I tend to agree with Laura. Bob is probably in as much of need of company as money.

Most communities of decent size have sevices for seniors and disabled that include some sort of dial a ride program.

Besides helping him get the social services he needs, perhaps the best thing you could do for him is take him to breakfast or lunch occasionally. It sounds like he is kinda lonely.

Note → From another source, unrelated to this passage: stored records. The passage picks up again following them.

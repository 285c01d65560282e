//! Warning accumulation, escalation and direct member actions.
//!
//! Every operation runs its target checks before touching the store or
//! the platform, so a rejected call leaves the guild document as it was.

mod actions;
mod warnings;

use std::cmp::Reverse;

use poise::serenity_prelude as serenity;
use thiserror::Error;
use vigil_database::GuildStore;

use crate::gateway::{GatewayError, ModerationGateway};

pub use warnings::{Escalation, WarnOutcome, WarningList};

/// Standing in the guild's role hierarchy, ordered lowest first.
///
/// Roles compare by position; at equal positions the older role (lower id)
/// ranks higher, the same order the client uses.
#[derive(Clone, Copy, Debug, PartialEq, Eq, PartialOrd, Ord)]
pub enum Rank {
    /// Holds no role besides @everyone.
    Everyone,
    TopRole {
        position: u16,
        age: Reverse<serenity::RoleId>,
    },
    Owner,
}

impl Rank {
    pub fn top_role(role_id: serenity::RoleId, position: u16) -> Self {
        Self::TopRole {
            position,
            age: Reverse(role_id),
        }
    }
}

/// One side of a moderation action as seen by the policy.
#[derive(Clone, Debug, PartialEq, Eq)]
pub struct Participant {
    pub user_id: serenity::UserId,
    pub name: String,
    pub is_bot: bool,
    pub rank: Rank,
}

#[derive(Clone, Copy, Debug, PartialEq, Eq, Error)]
pub enum Rejection {
    #[error("bots cannot be targeted")]
    BotTarget,
    #[error("you cannot target yourself")]
    SelfTarget,
    #[error("the target's highest role is not below yours")]
    InsufficientRank,
}

#[derive(Debug, Error)]
pub enum ModerationError {
    #[error(transparent)]
    Rejected(#[from] Rejection),
    #[error("the bot is missing permissions for that action")]
    BotMissingPermissions,
    #[error("that user is not banned")]
    NotBanned,
    #[error("the warning threshold must be at least 1")]
    InvalidThreshold,
    #[error(transparent)]
    Platform(GatewayError),
    #[error(transparent)]
    Store(#[from] anyhow::Error),
}

impl From<GatewayError> for ModerationError {
    fn from(source: GatewayError) -> Self {
        match source {
            GatewayError::MissingPermissions => Self::BotMissingPermissions,
            other => Self::Platform(other),
        }
    }
}

/// Strict hierarchy: an actor may only act on members ranked below them.
pub fn check_target(actor: &Participant, target: &Participant) -> Result<(), Rejection> {
    if target.is_bot {
        return Err(Rejection::BotTarget);
    }
    if target.user_id == actor.user_id {
        return Err(Rejection::SelfTarget);
    }
    if target.rank >= actor.rank {
        return Err(Rejection::InsufficientRank);
    }
    Ok(())
}

pub struct Moderator<'a> {
    store: &'a dyn GuildStore,
    gateway: &'a dyn ModerationGateway,
}

impl<'a> Moderator<'a> {
    pub fn new(store: &'a dyn GuildStore, gateway: &'a dyn ModerationGateway) -> Self {
        Self { store, gateway }
    }
}

#[cfg(test)]
pub(crate) mod test_support {
    use poise::serenity_prelude as serenity;

    use super::{Participant, Rank};

    pub const GUILD: serenity::GuildId = serenity::GuildId::new(1000);

    /// Members at the same position share one role.
    pub fn member(id: u64, position: u16) -> Participant {
        let role = serenity::RoleId::new(100_000 + u64::from(position));
        Participant {
            user_id: serenity::UserId::new(id),
            name: format!("user{id}"),
            is_bot: false,
            rank: Rank::top_role(role, position),
        }
    }

    pub fn actor() -> Participant {
        member(1, 10)
    }

    pub fn target() -> Participant {
        member(2, 1)
    }
}
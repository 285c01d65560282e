pub mod ban;
pub mod clearwarns;
pub mod embeds;
pub mod kick;
pub mod maxwarns;
pub mod participants;
pub mod serverstats;
pub mod unban;
pub mod warn;
pub mod warnings;

use vigil_core::moderation::ModerationError;
use vigil_core::{Context, Error};

use crate::moderation::embeds::moderation_error_message;
use crate::replies::send_ephemeral_error;

/// Reply privately for outcomes the invoker can act on; anything else is
/// handed to the framework error handler.
pub(crate) async fn report_moderation_error(
    ctx: Context<'_>,
    action: &str,
    source: ModerationError,
) -> Result<(), Error> {
    match moderation_error_message(action, &source) {
        Some(message) => send_ephemeral_error(ctx, message).await,
        None => Err(source.into()),
    }
}
use poise::serenity_prelude as serenity;

use crate::CommandMeta;
use crate::gateway::SerenityGateway;
use crate::moderation::embeds::{no_warnings_embed, warning_lines, warnings_summary};
use crate::moderation::report_moderation_error;
use crate::replies::guild_only_message;
use vigil_core::moderation::Moderator;
use vigil_core::{Context, Error};
use vigil_utils::formatting::chunk_lines;
use vigil_utils::pagination::paginate_embed_pages;

pub const META: CommandMeta = CommandMeta {
    name: "warnings",
    desc: "Show a member's warnings.",
    category: "moderation",
    usage: "/warnings [user]",
};

const WARNINGS_PER_PAGE: usize = 5;

#[poise::command(slash_command, category = "Moderation")]
pub async fn warnings(
    ctx: Context<'_>,
    #[description = "The user to check warnings for"] user: Option<serenity::User>,
) -> Result<(), Error> {
    let Some(guild_id) = ctx.guild_id() else {
        ctx.say(guild_only_message()).await?;
        return Ok(());
    };

    let user = user.unwrap_or_else(|| ctx.author().clone());
    let display_name = user.global_name.clone().unwrap_or_else(|| user.name.clone());

    let gateway = SerenityGateway::from_context(ctx);
    let moderator = Moderator::new(ctx.data().store.as_ref(), &gateway);
    let list = match moderator.list_warnings(guild_id, user.id).await {
        Ok(list) => list,
        Err(source) => return report_moderation_error(ctx, "view warnings for", source).await,
    };

    if list.warnings.is_empty() {
        ctx.send(poise::CreateReply::default().embed(no_warnings_embed(&display_name)))
            .await?;
        return Ok(());
    }

    let summary = warnings_summary(&list);
    let pages: Vec<String> = chunk_lines(&warning_lines(&list), WARNINGS_PER_PAGE)
        .into_iter()
        .map(|page| format!("{summary}\n\n{page}"))
        .collect();

    paginate_embed_pages(
        ctx,
        &format!("⚠️ Warnings for {display_name}"),
        &pages,
        1,
        false,
    )
    .await?;
    Ok(())
}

Besides, just think what it would do for his reputation to be seen in public with an attractive young woman!

8:45 AM  
Blogger Purring said...

I agree...it's very important to help BUT, on your own terms and there is nothing wrong with that. Certain people will take advantage if they see a kind soul.

12:58 PM  
Blogger Notta Wallflower said...

GWB - The problem is that we're in the San Jose area, but in a little suburb of about 100K people. I'm in the process of digging up some resources - hopefully I'll come up with something that helps. :-)

1:03 PM  
Blogger Notta Wallflower said...

Kari - I need to find some good ways to volunteer help. It's something I don't do enough of.

1:05 PM  
Blogger Vest said...

I would imagine in the US that there are many services available to vets disabled or not. but Bob it seems is a crafty person and a bit of a user and fully expecting people like NW to cooperate with his wishes now that he has a new SUCKER to add to his benefits portfolio.
However, a well established fact is N W is not alone among the more charitable, the agonizing realisation that so many of my sedentary relations will never return my moolah they begged for; means, that I'll never take that R T W cruise on the New Queen Mary after all.

3:46 PM  
Blogger Angelique said...

I think it's a good thing that you have a big heart and are so willing to help someone out. I am so jaded now that as soon as someone I don't know approaches me with a question, I immediately say No. It sounds like this man is trying to work your good nature and that has happened before to me, too. There is nothing worse then realizing that who you thought was a good person was just mooching your time and money. The good news is that you can hopefully avoid him and maybe he will go away. Good Luck!

7:34 AM  
Blogger Vest said...

How to say "NO", type in on Google.
lots of info.

4:28 PM  
Blogger Notta Wallflower said...

Vest and Angelique - Well, an update is that, even though I've seen Bob around the apartment complex, he has not asked me for anything else. I go back to work soon, then I really will not be around much.